## WORK REQUIRED
Count the lines below containing "format"; state the number only.

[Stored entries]
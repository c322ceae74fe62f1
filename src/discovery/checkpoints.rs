//! Checkpoint enumeration.
//!
//! Enzo writes each dump to `<DumpDir>NNNN/<DumpName>NNNN`, where the file is the
//! dump's own parameter file. Two families exist, periodic data dumps and redshift
//! dumps; both are scanned and merged, then ordered by their `InitialTime`.

use std::path::{Path, PathBuf};

use crate::error::FraggleError;
use crate::model::{Checkpoint, CheckpointFamily, CheckpointSet};
use crate::params::{self, ParameterMap, INTERPOLATED_MARKER};

const SUFFIX_DIGITS: usize = 4;

/// Directory and file prefixes for both checkpoint families.
#[derive(Debug, Clone, PartialEq, Eq)]
pub(crate) struct NamingScheme {
    pub data_dir: String,
    pub data_name: String,
    pub redshift_dir: String,
    pub redshift_name: String,
}

impl Default for NamingScheme {
    fn default() -> Self {
        Self {
            data_dir: "DD".into(),
            data_name: "DD".into(),
            redshift_dir: "RD".into(),
            redshift_name: "RD".into(),
        }
    }
}

impl NamingScheme {
    pub fn from_parameters(map: &ParameterMap) -> Self {
        let defaults = Self::default();
        Self {
            data_dir: map.get_or("DataDumpDir", &defaults.data_dir).to_string(),
            data_name: map.get_or("DataDumpName", &defaults.data_name).to_string(),
            redshift_dir: map
                .get_or("RedshiftDumpDir", &defaults.redshift_dir)
                .to_string(),
            redshift_name: map
                .get_or("RedshiftDumpName", &defaults.redshift_name)
                .to_string(),
        }
    }

    fn families(&self) -> [(CheckpointFamily, &str, &str); 2] {
        [
            (CheckpointFamily::Data, self.data_dir.as_str(), self.data_name.as_str()),
            (
                CheckpointFamily::Redshift,
                self.redshift_dir.as_str(),
                self.redshift_name.as_str(),
            ),
        ]
    }
}

/// Human-readable glob for one family, used in diagnostics.
fn family_pattern(dir_prefix: &str, name_prefix: &str) -> String {
    format!("{dir_prefix}????/{name_prefix}????")
}

/// Scan `workdir` for checkpoints.
///
/// Returns `Ok(None)` when neither family has a single match, which is the normal
/// state of a simulation that has never run. A `parameter_file` that does not
/// exist is fatal; it is never silently replaced by the default naming.
pub(crate) fn enumerate_checkpoints(
    workdir: &Path,
    parameter_file: Option<&Path>,
    ignore_interpolated: bool,
) -> Result<Option<CheckpointSet>, FraggleError> {
    let naming = match parameter_file {
        Some(rel) => {
            let path = workdir.join(rel);
            if !path.is_file() {
                return Err(FraggleError::ParameterFileNotFound(rel.to_path_buf()));
            }
            let map = ParameterMap::read(&path)
                .map_err(|_| FraggleError::ParameterFileNotFound(rel.to_path_buf()))?;
            NamingScheme::from_parameters(&map)
        }
        None => NamingScheme::default(),
    };

    let mut paths: Vec<(CheckpointFamily, PathBuf)> = Vec::new();
    for (family, dir_prefix, name_prefix) in naming.families() {
        let mut found = match_family(workdir, dir_prefix, name_prefix);
        found.sort();
        paths.extend(found.into_iter().map(|p| (family, p)));
    }

    if paths.is_empty() {
        let [(_, dd, dn), (_, rd, rn)] = naming.families();
        tracing::info!(
            "no files found matching the pattern {} or {}",
            family_pattern(dd, dn),
            family_pattern(rd, rn)
        );
        return Ok(None);
    }

    let mut scanned: Vec<Checkpoint> = paths
        .into_iter()
        .filter_map(|(family, rel)| match scan_checkpoint(workdir, &rel, family) {
            Ok(cp) => {
                tracing::debug!(
                    path = %cp.path.display(),
                    time = cp.time,
                    interpolated = cp.interpolated,
                    "scanned checkpoint"
                );
                Some(cp)
            }
            Err(reason) => {
                tracing::warn!(path = %rel.display(), "skipping checkpoint: {reason}");
                None
            }
        })
        .collect();

    // Stable: equal times keep discovery order.
    scanned.sort_by(|a, b| b.time.total_cmp(&a.time));

    let candidates = if ignore_interpolated {
        for cp in scanned.iter().filter(|cp| cp.interpolated) {
            tracing::debug!(path = %cp.path.display(), "ignoring interpolated output");
        }
        scanned.iter().filter(|cp| !cp.interpolated).cloned().collect()
    } else {
        scanned.clone()
    };

    Ok(Some(CheckpointSet {
        scanned,
        candidates,
    }))
}

/// Relative paths matching `<dir_prefix>NNNN/<name_prefix>NNNN`.
fn match_family(workdir: &Path, dir_prefix: &str, name_prefix: &str) -> Vec<PathBuf> {
    let (parent, dir_stem) = split_prefix(dir_prefix);
    let Ok(entries) = std::fs::read_dir(workdir.join(parent)) else {
        return Vec::new();
    };

    let mut out = Vec::new();
    for entry in entries.filter_map(|e| e.ok()) {
        if !entry.path().is_dir() {
            continue;
        }
        let Ok(dir_name) = entry.file_name().into_string() else {
            continue;
        };
        if !has_numbered_suffix(&dir_name, dir_stem) {
            continue;
        }
        let Ok(files) = std::fs::read_dir(entry.path()) else {
            continue;
        };
        for file in files.filter_map(|e| e.ok()) {
            let Ok(file_name) = file.file_name().into_string() else {
                continue;
            };
            if has_numbered_suffix(&file_name, name_prefix) && file.path().is_file() {
                out.push(Path::new(parent).join(&dir_name).join(file_name));
            }
        }
    }
    out
}

/// Split `out/DD` into (`out/`, `DD`).
fn split_prefix(prefix: &str) -> (&str, &str) {
    match prefix.rfind('/') {
        Some(idx) => prefix.split_at(idx + 1),
        None => ("", prefix),
    }
}

fn has_numbered_suffix(name: &str, prefix: &str) -> bool {
    match name.strip_prefix(prefix) {
        Some(rest) => rest.len() == SUFFIX_DIGITS && rest.bytes().all(|b| b.is_ascii_digit()),
        None => false,
    }
}

/// Read the markers Enzo leaves in a dump's parameter file.
fn scan_checkpoint(
    workdir: &Path,
    rel: &Path,
    family: CheckpointFamily,
) -> Result<Checkpoint, String> {
    let text = params::read_lossy(&workdir.join(rel)).map_err(|e| e.to_string())?;

    let mut time = 0.0;
    let mut interpolated = false;
    for line in text.lines() {
        if line.contains(INTERPOLATED_MARKER) {
            interpolated = true;
        }
        if let Some(("InitialTime", value)) = params::parse_line(line) {
            time = value
                .parse::<f64>()
                .map_err(|_| format!("InitialTime value '{value}' is not a number"))?;
        }
    }

    Ok(Checkpoint {
        path: rel.to_path_buf(),
        family,
        time,
        interpolated,
    })
}

#[cfg(test)]
mod tests {
    use super::*;
    use tempfile::TempDir;

    fn write_dump(root: &Path, rel: &str, time: f64, interpolated: bool) {
        let path = root.join(rel);
        std::fs::create_dir_all(path.parent().expect("parent")).expect("mkdir");
        let mut text = format!("InitialTime = {time}\nStopTime = 100\n");
        if interpolated {
            text.push_str("# WARNING! Interpolated output\n");
        }
        std::fs::write(path, text).expect("write dump");
    }

    fn paths(cps: &[Checkpoint]) -> Vec<PathBuf> {
        cps.iter().map(|c| c.path.clone()).collect()
    }

    #[test]
    fn no_dumps_is_an_empty_result() {
        let dir = TempDir::new().expect("tempdir");
        std::fs::create_dir(dir.path().join("DD12")).expect("mkdir");

        let set = enumerate_checkpoints(dir.path(), None, true).expect("enumerate");
        assert!(set.is_none());
    }

    #[test]
    fn missing_parameter_file_is_fatal() {
        let dir = TempDir::new().expect("tempdir");
        write_dump(dir.path(), "DD0001/DD0001", 1.0, false);

        let err = enumerate_checkpoints(dir.path(), Some(Path::new("gone.enzo")), true)
            .expect_err("missing parameter file must fail");
        assert!(matches!(err, FraggleError::ParameterFileNotFound(p) if p == Path::new("gone.enzo")));
    }

    #[test]
    fn sorted_most_recent_first_across_families() {
        let dir = TempDir::new().expect("tempdir");
        write_dump(dir.path(), "DD0001/DD0001", 3.0, false);
        write_dump(dir.path(), "DD0002/DD0002", 9.0, false);
        write_dump(dir.path(), "RD0000/RD0000", 5.5, false);

        let set = enumerate_checkpoints(dir.path(), None, true)
            .expect("enumerate")
            .expect("some");
        assert_eq!(
            paths(&set.candidates),
            vec![
                PathBuf::from("DD0002/DD0002"),
                PathBuf::from("RD0000/RD0000"),
                PathBuf::from("DD0001/DD0001"),
            ]
        );
        assert_eq!(set.candidates[1].family, CheckpointFamily::Redshift);
        for pair in set.candidates.windows(2) {
            assert!(pair[0].time >= pair[1].time);
        }
    }

    #[test]
    fn equal_times_keep_discovery_order() {
        let dir = TempDir::new().expect("tempdir");
        write_dump(dir.path(), "DD0003/DD0003", 2.0, false);
        write_dump(dir.path(), "DD0001/DD0001", 2.0, false);
        write_dump(dir.path(), "RD0002/RD0002", 2.0, false);

        let set = enumerate_checkpoints(dir.path(), None, true)
            .expect("enumerate")
            .expect("some");
        assert_eq!(
            paths(&set.scanned),
            vec![
                PathBuf::from("DD0001/DD0001"),
                PathBuf::from("DD0003/DD0003"),
                PathBuf::from("RD0002/RD0002"),
            ]
        );
    }

    #[test]
    fn filtering_only_removes_interpolated_dumps() {
        let dir = TempDir::new().expect("tempdir");
        write_dump(dir.path(), "DD0005/DD0005", 12.0, false);
        write_dump(dir.path(), "DD0010/DD0010", 25.0, true);
        write_dump(dir.path(), "RD0001/RD0001", 30.0, true);

        let filtered = enumerate_checkpoints(dir.path(), None, true)
            .expect("enumerate")
            .expect("some");
        let unfiltered = enumerate_checkpoints(dir.path(), None, false)
            .expect("enumerate")
            .expect("some");

        assert!(filtered.candidates.len() <= unfiltered.candidates.len());
        assert_eq!(paths(&filtered.candidates), vec![PathBuf::from("DD0005/DD0005")]);
        assert_eq!(unfiltered.candidates.len(), 3);
        for removed in unfiltered
            .candidates
            .iter()
            .filter(|c| !filtered.candidates.contains(c))
        {
            assert!(removed.interpolated);
        }
        // The scan itself still reports the interpolated dumps.
        assert_eq!(filtered.scanned.len(), 3);
    }

    #[test]
    fn naming_overrides_come_from_parameter_file() {
        let dir = TempDir::new().expect("tempdir");
        std::fs::write(
            dir.path().join("run.enzo"),
            "DataDumpDir = output/snap\nDataDumpName = data\nRedshiftDumpDir=RS\n",
        )
        .expect("write");
        write_dump(dir.path(), "output/snap0007/data0007", 4.0, false);
        write_dump(dir.path(), "RS0001/RD0001", 1.0, false);
        write_dump(dir.path(), "DD0009/DD0009", 50.0, false);

        let set = enumerate_checkpoints(dir.path(), Some(Path::new("run.enzo")), true)
            .expect("enumerate")
            .expect("some");
        assert_eq!(
            paths(&set.candidates),
            vec![
                PathBuf::from("output/snap0007/data0007"),
                PathBuf::from("RS0001/RD0001"),
            ]
        );
    }

    #[test]
    fn unreadable_or_malformed_dumps_are_skipped() {
        let dir = TempDir::new().expect("tempdir");
        write_dump(dir.path(), "DD0001/DD0001", 1.0, false);
        std::fs::create_dir_all(dir.path().join("DD0002")).expect("mkdir");
        std::fs::write(dir.path().join("DD0002/DD0002"), "InitialTime = soon\n").expect("write");

        let set = enumerate_checkpoints(dir.path(), None, true)
            .expect("enumerate")
            .expect("some");
        assert_eq!(paths(&set.scanned), vec![PathBuf::from("DD0001/DD0001")]);
    }

    #[test]
    fn suffix_must_be_four_digits() {
        assert!(has_numbered_suffix("DD0042", "DD"));
        assert!(!has_numbered_suffix("DD042", "DD"));
        assert!(!has_numbered_suffix("DD00420", "DD"));
        assert!(!has_numbered_suffix("DD00a2", "DD"));
        assert!(!has_numbered_suffix("RD0042", "DD"));
        assert_eq!(split_prefix("out/DD"), ("out/", "DD"));
        assert_eq!(split_prefix("DD"), ("", "DD"));
    }
}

## ANSWER TO THIS PROBLEM
3